## Problem description
Exactly as written, copy the lines that run from the start of the data below to the line containing "at 12 hours.", both ends included.
== Listed entries ==
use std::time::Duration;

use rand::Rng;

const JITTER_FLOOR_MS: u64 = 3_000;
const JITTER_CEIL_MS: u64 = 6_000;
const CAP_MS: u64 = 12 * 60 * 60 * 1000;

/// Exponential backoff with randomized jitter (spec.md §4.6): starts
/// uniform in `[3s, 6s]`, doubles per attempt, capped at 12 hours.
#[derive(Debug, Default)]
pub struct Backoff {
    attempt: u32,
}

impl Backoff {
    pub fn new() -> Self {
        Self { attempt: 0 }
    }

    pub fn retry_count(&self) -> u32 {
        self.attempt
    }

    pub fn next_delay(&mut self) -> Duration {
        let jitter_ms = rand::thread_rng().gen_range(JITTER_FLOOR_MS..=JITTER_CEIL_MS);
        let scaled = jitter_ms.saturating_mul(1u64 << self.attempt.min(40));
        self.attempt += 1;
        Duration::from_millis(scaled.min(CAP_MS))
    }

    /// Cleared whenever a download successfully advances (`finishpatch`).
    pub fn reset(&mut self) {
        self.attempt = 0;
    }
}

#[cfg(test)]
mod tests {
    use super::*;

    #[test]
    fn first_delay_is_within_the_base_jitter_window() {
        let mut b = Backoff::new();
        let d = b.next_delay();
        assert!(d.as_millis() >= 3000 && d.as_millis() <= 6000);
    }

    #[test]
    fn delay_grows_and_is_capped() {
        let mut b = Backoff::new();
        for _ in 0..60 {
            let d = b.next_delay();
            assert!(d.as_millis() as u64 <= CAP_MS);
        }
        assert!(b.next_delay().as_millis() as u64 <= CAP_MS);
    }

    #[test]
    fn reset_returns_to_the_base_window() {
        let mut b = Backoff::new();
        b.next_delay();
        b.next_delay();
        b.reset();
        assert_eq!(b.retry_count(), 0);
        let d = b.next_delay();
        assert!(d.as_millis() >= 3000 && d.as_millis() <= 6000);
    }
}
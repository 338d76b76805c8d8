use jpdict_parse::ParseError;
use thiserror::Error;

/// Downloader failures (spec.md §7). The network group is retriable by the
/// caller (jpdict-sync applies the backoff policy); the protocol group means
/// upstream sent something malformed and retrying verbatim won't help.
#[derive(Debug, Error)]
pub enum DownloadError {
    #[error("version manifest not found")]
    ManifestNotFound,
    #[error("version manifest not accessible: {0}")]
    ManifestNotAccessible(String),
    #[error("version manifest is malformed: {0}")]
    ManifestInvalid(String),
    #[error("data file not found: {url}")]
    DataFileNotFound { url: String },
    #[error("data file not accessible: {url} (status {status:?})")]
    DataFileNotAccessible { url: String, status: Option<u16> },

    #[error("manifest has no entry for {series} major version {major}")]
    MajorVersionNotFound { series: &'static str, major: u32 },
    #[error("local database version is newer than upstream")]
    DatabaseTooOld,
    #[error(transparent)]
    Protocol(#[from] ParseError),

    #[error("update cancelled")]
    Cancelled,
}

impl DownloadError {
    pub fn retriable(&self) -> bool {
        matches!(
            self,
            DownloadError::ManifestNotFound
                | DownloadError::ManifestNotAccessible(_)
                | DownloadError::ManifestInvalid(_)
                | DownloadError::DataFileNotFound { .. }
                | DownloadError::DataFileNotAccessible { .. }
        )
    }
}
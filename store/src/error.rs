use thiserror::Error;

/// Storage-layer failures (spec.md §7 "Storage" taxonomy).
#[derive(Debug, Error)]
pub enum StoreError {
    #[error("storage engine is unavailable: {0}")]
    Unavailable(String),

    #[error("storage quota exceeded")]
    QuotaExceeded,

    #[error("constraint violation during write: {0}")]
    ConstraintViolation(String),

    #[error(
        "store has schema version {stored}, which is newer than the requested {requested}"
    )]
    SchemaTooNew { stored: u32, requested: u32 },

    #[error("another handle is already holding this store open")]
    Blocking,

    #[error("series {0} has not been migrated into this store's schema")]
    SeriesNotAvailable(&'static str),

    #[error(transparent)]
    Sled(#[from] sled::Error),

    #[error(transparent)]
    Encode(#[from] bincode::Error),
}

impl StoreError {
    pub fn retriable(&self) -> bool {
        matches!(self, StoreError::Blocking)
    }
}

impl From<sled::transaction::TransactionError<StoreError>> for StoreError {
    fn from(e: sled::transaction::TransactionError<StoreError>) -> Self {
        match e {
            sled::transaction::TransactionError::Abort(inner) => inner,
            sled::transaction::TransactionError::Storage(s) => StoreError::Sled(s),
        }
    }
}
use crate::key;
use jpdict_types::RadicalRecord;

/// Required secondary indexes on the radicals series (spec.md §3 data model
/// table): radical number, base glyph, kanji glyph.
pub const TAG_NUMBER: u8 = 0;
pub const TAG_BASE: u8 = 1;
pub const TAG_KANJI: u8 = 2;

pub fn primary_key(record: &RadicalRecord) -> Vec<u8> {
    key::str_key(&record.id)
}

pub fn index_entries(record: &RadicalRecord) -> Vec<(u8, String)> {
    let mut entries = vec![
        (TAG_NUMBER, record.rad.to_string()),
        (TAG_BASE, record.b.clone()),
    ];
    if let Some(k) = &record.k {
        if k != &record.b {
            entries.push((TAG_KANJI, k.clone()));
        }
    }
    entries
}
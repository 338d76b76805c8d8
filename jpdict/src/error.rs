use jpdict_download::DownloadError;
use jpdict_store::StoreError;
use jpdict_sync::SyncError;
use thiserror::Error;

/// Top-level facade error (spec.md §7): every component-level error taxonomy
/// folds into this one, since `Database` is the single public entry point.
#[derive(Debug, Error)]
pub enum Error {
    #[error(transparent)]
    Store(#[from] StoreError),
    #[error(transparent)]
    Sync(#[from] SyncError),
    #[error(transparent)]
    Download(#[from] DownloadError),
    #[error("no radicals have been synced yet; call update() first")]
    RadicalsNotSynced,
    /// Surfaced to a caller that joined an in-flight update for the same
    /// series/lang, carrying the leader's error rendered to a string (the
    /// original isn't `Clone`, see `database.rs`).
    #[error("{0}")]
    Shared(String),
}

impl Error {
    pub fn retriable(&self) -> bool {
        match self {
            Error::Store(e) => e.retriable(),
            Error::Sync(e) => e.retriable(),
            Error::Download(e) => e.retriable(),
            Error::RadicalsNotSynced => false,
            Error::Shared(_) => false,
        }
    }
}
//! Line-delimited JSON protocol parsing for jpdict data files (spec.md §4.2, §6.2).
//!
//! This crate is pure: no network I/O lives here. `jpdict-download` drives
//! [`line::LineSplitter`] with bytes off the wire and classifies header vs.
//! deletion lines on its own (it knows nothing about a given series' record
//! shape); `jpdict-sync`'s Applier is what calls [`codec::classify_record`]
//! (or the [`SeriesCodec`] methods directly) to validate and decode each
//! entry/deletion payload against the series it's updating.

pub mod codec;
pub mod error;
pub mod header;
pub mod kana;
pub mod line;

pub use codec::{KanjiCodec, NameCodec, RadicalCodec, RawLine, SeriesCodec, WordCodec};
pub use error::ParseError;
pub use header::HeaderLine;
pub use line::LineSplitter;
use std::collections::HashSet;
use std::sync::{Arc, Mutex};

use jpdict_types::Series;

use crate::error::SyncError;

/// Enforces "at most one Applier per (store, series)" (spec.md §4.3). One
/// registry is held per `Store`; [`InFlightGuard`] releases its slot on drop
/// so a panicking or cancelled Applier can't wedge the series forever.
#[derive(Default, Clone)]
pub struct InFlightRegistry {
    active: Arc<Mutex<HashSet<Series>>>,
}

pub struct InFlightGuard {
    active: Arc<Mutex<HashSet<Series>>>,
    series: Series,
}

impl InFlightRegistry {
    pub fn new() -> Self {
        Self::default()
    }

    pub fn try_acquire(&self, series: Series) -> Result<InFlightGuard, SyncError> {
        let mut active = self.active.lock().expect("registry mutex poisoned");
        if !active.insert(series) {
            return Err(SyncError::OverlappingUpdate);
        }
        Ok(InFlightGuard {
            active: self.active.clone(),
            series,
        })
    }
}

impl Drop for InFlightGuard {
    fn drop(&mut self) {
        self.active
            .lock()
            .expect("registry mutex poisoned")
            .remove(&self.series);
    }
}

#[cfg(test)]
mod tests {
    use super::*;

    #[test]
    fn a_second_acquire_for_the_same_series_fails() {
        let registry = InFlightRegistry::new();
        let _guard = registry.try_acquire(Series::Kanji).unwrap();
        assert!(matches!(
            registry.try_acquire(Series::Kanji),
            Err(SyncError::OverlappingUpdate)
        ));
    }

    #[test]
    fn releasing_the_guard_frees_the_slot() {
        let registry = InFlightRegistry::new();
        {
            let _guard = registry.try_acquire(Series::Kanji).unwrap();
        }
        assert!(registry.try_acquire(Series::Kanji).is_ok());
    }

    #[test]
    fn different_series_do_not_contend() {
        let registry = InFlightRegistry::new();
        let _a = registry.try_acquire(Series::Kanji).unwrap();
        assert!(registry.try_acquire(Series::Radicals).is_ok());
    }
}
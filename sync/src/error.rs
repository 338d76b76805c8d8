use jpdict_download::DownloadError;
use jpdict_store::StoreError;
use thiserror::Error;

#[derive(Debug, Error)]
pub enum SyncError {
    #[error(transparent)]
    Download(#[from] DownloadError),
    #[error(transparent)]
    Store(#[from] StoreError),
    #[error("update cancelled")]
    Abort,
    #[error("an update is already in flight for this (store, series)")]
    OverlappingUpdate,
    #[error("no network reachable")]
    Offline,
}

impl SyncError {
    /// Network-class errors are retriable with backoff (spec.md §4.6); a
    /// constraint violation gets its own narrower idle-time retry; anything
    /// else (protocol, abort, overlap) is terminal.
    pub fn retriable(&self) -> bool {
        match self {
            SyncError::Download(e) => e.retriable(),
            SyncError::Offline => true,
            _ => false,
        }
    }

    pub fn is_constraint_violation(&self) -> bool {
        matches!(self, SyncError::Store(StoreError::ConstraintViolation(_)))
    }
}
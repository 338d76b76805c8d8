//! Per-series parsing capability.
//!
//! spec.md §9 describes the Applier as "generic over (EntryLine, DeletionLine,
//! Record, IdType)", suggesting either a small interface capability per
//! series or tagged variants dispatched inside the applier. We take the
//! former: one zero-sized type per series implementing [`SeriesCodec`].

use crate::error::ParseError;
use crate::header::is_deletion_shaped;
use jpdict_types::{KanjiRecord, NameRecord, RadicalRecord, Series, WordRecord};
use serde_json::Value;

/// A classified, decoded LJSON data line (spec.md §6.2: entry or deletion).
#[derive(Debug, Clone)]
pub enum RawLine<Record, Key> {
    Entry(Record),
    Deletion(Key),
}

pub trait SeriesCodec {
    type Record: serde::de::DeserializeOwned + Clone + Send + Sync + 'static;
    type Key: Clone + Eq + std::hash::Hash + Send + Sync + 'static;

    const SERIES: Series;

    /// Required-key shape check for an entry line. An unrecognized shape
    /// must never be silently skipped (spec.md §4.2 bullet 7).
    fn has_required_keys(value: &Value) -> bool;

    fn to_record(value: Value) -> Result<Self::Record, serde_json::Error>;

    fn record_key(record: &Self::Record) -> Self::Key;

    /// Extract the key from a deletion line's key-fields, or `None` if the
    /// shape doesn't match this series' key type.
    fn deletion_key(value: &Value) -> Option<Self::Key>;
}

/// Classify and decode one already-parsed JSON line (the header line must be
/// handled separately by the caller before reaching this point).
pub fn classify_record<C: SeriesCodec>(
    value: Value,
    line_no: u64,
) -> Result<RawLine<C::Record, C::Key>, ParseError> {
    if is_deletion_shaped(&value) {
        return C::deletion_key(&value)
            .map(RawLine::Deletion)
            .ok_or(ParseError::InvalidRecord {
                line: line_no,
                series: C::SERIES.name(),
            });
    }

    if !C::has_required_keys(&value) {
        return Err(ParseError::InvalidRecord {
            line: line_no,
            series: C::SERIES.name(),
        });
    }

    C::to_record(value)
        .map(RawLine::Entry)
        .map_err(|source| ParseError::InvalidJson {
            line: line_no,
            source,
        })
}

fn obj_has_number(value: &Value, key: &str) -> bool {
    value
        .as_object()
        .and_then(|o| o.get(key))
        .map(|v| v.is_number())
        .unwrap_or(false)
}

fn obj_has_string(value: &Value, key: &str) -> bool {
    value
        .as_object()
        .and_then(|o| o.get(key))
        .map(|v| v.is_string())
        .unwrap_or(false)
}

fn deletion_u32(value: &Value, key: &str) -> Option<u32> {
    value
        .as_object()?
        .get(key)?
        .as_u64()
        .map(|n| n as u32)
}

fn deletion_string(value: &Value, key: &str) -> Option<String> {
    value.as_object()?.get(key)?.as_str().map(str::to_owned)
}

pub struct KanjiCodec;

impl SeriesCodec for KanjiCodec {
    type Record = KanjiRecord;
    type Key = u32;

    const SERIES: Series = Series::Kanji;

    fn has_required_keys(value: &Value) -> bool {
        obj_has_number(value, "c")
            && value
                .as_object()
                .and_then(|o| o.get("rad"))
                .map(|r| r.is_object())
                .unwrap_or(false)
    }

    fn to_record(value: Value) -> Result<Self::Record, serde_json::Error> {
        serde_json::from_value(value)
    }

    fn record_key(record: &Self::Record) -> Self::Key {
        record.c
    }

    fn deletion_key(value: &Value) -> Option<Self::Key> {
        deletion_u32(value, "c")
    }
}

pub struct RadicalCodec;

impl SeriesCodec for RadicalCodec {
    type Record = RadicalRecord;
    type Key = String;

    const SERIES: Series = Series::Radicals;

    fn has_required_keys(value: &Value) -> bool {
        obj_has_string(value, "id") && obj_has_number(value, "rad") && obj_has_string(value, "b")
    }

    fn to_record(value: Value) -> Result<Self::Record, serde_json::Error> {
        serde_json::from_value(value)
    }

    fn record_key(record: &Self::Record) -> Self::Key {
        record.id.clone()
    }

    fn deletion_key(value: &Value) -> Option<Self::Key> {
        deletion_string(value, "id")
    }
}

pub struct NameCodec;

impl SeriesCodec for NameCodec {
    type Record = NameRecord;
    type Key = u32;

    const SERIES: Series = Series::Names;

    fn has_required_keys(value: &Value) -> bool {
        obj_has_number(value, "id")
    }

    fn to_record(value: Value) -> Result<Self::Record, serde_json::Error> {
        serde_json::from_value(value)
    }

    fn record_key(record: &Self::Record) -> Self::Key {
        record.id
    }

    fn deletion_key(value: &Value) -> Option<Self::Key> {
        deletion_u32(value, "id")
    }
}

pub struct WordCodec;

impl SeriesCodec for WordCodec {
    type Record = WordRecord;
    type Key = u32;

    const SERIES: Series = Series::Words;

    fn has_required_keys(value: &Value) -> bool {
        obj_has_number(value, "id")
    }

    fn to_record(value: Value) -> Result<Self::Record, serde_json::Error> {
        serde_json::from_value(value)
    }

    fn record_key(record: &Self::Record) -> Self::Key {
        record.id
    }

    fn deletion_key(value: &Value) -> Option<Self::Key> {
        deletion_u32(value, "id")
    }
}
===
## The answer
use std::time::Duration;

use rand::Rng;

const JITTER_FLOOR_MS: u64 = 3_000;
const JITTER_CEIL_MS: u64 = 6_000;
const CAP_MS: u64 = 12 * 60 * 60 * 1000;

/// Exponential backoff with randomized jitter (spec.md §4.6): starts
/// uniform in `[3s, 6s]`, doubles per attempt, capped at 12 hours.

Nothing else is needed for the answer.